Your goal
A word-for-word restatement of the whole listing is the expected answer.

Data listing
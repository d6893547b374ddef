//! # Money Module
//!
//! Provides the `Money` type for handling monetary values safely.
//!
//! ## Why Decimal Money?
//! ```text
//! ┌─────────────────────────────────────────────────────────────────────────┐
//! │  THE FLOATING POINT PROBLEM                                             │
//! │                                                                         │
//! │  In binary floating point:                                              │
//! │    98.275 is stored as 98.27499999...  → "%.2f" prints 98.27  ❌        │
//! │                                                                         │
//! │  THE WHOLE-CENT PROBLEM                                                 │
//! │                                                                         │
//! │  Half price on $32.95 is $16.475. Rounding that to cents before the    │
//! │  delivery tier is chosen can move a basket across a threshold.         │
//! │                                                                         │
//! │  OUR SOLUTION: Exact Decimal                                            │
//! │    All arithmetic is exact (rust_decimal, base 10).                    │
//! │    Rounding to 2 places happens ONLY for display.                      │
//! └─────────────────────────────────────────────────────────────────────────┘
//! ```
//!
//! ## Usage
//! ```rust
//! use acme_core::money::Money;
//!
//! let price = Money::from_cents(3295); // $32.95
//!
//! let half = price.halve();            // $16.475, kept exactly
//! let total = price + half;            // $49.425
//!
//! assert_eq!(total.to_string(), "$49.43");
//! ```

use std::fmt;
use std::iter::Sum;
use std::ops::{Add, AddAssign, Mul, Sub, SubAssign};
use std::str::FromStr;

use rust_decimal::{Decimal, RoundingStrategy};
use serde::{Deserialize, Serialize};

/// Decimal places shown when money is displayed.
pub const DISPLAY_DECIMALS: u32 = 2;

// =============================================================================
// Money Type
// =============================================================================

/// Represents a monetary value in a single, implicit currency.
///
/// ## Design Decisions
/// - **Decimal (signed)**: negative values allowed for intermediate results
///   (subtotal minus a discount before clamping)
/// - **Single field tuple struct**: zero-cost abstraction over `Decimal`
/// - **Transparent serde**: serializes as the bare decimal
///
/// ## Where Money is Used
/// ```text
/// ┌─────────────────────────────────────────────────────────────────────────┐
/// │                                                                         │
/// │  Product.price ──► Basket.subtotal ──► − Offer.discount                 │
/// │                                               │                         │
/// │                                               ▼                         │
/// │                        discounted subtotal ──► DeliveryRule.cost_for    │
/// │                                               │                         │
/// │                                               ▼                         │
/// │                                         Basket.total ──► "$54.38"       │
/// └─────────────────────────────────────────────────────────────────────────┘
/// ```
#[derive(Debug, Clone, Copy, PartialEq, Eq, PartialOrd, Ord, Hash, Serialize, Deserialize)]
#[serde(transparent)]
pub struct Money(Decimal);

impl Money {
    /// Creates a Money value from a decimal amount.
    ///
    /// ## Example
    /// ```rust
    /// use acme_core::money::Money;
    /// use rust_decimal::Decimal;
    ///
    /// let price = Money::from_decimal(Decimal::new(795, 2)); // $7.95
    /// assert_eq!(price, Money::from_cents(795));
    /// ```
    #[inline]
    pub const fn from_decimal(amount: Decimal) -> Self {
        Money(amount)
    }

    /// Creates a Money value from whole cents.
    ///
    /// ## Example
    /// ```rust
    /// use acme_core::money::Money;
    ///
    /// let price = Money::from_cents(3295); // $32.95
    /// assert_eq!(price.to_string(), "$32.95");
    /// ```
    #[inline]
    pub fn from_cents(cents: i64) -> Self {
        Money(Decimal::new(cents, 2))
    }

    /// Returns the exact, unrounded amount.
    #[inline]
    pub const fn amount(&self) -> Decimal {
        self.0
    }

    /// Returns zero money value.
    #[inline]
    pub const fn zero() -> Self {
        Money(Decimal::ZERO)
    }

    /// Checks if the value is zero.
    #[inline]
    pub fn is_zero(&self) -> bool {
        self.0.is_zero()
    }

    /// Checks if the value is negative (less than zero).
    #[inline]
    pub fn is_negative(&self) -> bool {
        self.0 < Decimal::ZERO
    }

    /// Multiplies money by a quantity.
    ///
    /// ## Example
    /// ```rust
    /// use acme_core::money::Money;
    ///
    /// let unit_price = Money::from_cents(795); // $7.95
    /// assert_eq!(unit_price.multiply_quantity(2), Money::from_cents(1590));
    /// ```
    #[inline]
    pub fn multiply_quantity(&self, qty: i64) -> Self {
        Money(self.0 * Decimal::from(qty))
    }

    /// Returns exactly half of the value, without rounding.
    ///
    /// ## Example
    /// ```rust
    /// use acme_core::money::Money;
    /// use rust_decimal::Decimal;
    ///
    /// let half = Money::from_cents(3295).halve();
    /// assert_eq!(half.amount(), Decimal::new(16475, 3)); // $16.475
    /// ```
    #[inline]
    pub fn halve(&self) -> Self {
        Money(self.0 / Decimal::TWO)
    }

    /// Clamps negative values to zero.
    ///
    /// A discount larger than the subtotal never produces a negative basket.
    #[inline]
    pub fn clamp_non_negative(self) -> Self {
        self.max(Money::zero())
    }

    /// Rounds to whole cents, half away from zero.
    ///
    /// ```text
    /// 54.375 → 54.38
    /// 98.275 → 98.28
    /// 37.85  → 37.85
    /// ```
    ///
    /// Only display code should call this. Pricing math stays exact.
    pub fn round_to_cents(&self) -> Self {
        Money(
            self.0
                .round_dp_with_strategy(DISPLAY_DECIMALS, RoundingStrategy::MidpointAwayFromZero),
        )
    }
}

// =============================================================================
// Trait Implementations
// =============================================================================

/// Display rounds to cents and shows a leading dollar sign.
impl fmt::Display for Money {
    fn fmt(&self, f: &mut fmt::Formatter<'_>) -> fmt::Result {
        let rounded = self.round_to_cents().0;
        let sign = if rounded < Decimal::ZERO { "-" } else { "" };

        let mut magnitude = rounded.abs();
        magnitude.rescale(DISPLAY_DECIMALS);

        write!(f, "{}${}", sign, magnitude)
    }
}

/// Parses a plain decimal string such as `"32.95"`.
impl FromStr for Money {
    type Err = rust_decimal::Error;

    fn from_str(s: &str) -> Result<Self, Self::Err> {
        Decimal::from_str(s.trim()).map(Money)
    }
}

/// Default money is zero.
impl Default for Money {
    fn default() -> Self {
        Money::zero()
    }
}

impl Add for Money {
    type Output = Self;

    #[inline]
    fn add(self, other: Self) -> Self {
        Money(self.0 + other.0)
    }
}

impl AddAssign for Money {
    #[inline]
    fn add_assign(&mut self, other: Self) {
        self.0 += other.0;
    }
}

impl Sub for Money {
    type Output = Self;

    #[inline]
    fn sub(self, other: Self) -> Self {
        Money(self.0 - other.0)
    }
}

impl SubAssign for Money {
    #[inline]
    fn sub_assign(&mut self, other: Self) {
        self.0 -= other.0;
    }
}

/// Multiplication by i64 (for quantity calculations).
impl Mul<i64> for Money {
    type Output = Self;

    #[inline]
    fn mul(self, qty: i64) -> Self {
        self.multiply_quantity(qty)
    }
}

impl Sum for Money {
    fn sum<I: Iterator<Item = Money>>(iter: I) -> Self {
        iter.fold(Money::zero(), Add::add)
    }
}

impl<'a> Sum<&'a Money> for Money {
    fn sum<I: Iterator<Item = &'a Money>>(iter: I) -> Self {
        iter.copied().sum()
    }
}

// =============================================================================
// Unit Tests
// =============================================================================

Exercise solution
repository d6893547b374ddef
//! # Money Module
//!
//! Provides the `Money` type for handling monetary values safely.
//!
//! ## Why Decimal Money?
//! ```text
//! ┌─────────────────────────────────────────────────────────────────────────┐
//! │  THE FLOATING POINT PROBLEM                                             │
//! │                                                                         │
//! │  In binary floating point:                                              │
//! │    98.275 is stored as 98.27499999...  → "%.2f" prints 98.27  ❌        │
//! │                                                                         │
//! │  THE WHOLE-CENT PROBLEM                                                 │
//! │                                                                         │
//! │  Half price on $32.95 is $16.475. Rounding that to cents before the    │
//! │  delivery tier is chosen can move a basket across a threshold.         │
//! │                                                                         │
//! │  OUR SOLUTION: Exact Decimal                                            │
//! │    All arithmetic is exact (rust_decimal, base 10).                    │
//! │    Rounding to 2 places happens ONLY for display.                      │
//! └─────────────────────────────────────────────────────────────────────────┘
//! ```
//!
//! ## Usage
//! ```rust
//! use acme_core::money::Money;
//!
//! let price = Money::from_cents(3295); // $32.95
//!
//! let half = price.halve();            // $16.475, kept exactly
//! let total = price + half;            // $49.425
//!
//! assert_eq!(total.to_string(), "$49.43");
//! ```

use std::fmt;
use std::iter::Sum;
use std::ops::{Add, AddAssign, Mul, Sub, SubAssign};
use std::str::FromStr;

use rust_decimal::{Decimal, RoundingStrategy};
use serde::{Deserialize, Serialize};

/// Decimal places shown when money is displayed.
pub const DISPLAY_DECIMALS: u32 = 2;

// =============================================================================
// Money Type
// =============================================================================

/// Represents a monetary value in a single, implicit currency.
///
/// ## Design Decisions
/// - **Decimal (signed)**: negative values allowed for intermediate results
///   (subtotal minus a discount before clamping)
/// - **Single field tuple struct**: zero-cost abstraction over `Decimal`
/// - **Transparent serde**: serializes as the bare decimal
///
/// ## Where Money is Used
/// ```text
/// ┌─────────────────────────────────────────────────────────────────────────┐
/// │                                                                         │
/// │  Product.price ──► Basket.subtotal ──► − Offer.discount                 │
/// │                                               │                         │
/// │                                               ▼                         │
/// │                        discounted subtotal ──► DeliveryRule.cost_for    │
/// │                                               │                         │
/// │                                               ▼                         │
/// │                                         Basket.total ──► "$54.38"       │
/// └─────────────────────────────────────────────────────────────────────────┘
/// ```
#[derive(Debug, Clone, Copy, PartialEq, Eq, PartialOrd, Ord, Hash, Serialize, Deserialize)]
#[serde(transparent)]
pub struct Money(Decimal);

impl Money {
    /// Creates a Money value from a decimal amount.
    ///
    /// ## Example
    /// ```rust
    /// use acme_core::money::Money;
    /// use rust_decimal::Decimal;
    ///
    /// let price = Money::from_decimal(Decimal::new(795, 2)); // $7.95
    /// assert_eq!(price, Money::from_cents(795));
    /// ```
    #[inline]
    pub const fn from_decimal(amount: Decimal) -> Self {
        Money(amount)
    }

    /// Creates a Money value from whole cents.
    ///
    /// ## Example
    /// ```rust
    /// use acme_core::money::Money;
    ///
    /// let price = Money::from_cents(3295); // $32.95
    /// assert_eq!(price.to_string(), "$32.95");
    /// ```
    #[inline]
    pub fn from_cents(cents: i64) -> Self {
        Money(Decimal::new(cents, 2))
    }

    /// Returns the exact, unrounded amount.
    #[inline]
    pub const fn amount(&self) -> Decimal {
        self.0
    }

    /// Returns zero money value.
    #[inline]
    pub const fn zero() -> Self {
        Money(Decimal::ZERO)
    }

    /// Checks if the value is zero.
    #[inline]
    pub fn is_zero(&self) -> bool {
        self.0.is_zero()
    }

    /// Checks if the value is negative (less than zero).
    #[inline]
    pub fn is_negative(&self) -> bool {
        self.0 < Decimal::ZERO
    }

    /// Multiplies money by a quantity.
    ///
    /// ## Example
    /// ```rust
    /// use acme_core::money::Money;
    ///
    /// let unit_price = Money::from_cents(795); // $7.95
    /// assert_eq!(unit_price.multiply_quantity(2), Money::from_cents(1590));
    /// ```
    #[inline]
    pub fn multiply_quantity(&self, qty: i64) -> Self {
        Money(self.0 * Decimal::from(qty))
    }

    /// Returns exactly half of the value, without rounding.
    ///
    /// ## Example
    /// ```rust
    /// use acme_core::money::Money;
    /// use rust_decimal::Decimal;
    ///
    /// let half = Money::from_cents(3295).halve();
    /// assert_eq!(half.amount(), Decimal::new(16475, 3)); // $16.475
    /// ```
    #[inline]
    pub fn halve(&self) -> Self {
        Money(self.0 / Decimal::TWO)
    }

    /// Clamps negative values to zero.
    ///
    /// A discount larger than the subtotal never produces a negative basket.
    #[inline]
    pub fn clamp_non_negative(self) -> Self {
        self.max(Money::zero())
    }

    /// Rounds to whole cents, half away from zero.
    ///
    /// ```text
    /// 54.375 → 54.38
    /// 98.275 → 98.28
    /// 37.85  → 37.85
    /// ```
    ///
    /// Only display code should call this. Pricing math stays exact.
    pub fn round_to_cents(&self) -> Self {
        Money(
            self.0
                .round_dp_with_strategy(DISPLAY_DECIMALS, RoundingStrategy::MidpointAwayFromZero),
        )
    }
}

// =============================================================================
// Trait Implementations
// =============================================================================

/// Display rounds to cents and shows a leading dollar sign.
impl fmt::Display for Money {
    fn fmt(&self, f: &mut fmt::Formatter<'_>) -> fmt::Result {
        let rounded = self.round_to_cents().0;
        let sign = if rounded < Decimal::ZERO { "-" } else { "" };

        let mut magnitude = rounded.abs();
        magnitude.rescale(DISPLAY_DECIMALS);

        write!(f, "{}${}", sign, magnitude)
    }
}

/// Parses a plain decimal string such as `"32.95"`.
impl FromStr for Money {
    type Err = rust_decimal::Error;

    fn from_str(s: &str) -> Result<Self, Self::Err> {
        Decimal::from_str(s.trim()).map(Money)
    }
}

/// Default money is zero.
impl Default for Money {
    fn default() -> Self {
        Money::zero()
    }
}

impl Add for Money {
    type Output = Self;

    #[inline]
    fn add(self, other: Self) -> Self {
        Money(self.0 + other.0)
    }
}

impl AddAssign for Money {
    #[inline]
    fn add_assign(&mut self, other: Self) {
        self.0 += other.0;
    }
}

impl Sub for Money {
    type Output = Self;

    #[inline]
    fn sub(self, other: Self) -> Self {
        Money(self.0 - other.0)
    }
}

impl SubAssign for Money {
    #[inline]
    fn sub_assign(&mut self, other: Self) {
        self.0 -= other.0;
    }
}

/// Multiplication by i64 (for quantity calculations).
impl Mul<i64> for Money {
    type Output = Self;

    #[inline]
    fn mul(self, qty: i64) -> Self {
        self.multiply_quantity(qty)
    }
}

impl Sum for Money {
    fn sum<I: Iterator<Item = Money>>(iter: I) -> Self {
        iter.fold(Money::zero(), Add::add)
    }
}

impl<'a> Sum<&'a Money> for Money {
    fn sum<I: Iterator<Item = &'a Money>>(iter: I) -> Self {
        iter.copied().sum()
    }
}

// =============================================================================
// Unit Tests
// =============================================================================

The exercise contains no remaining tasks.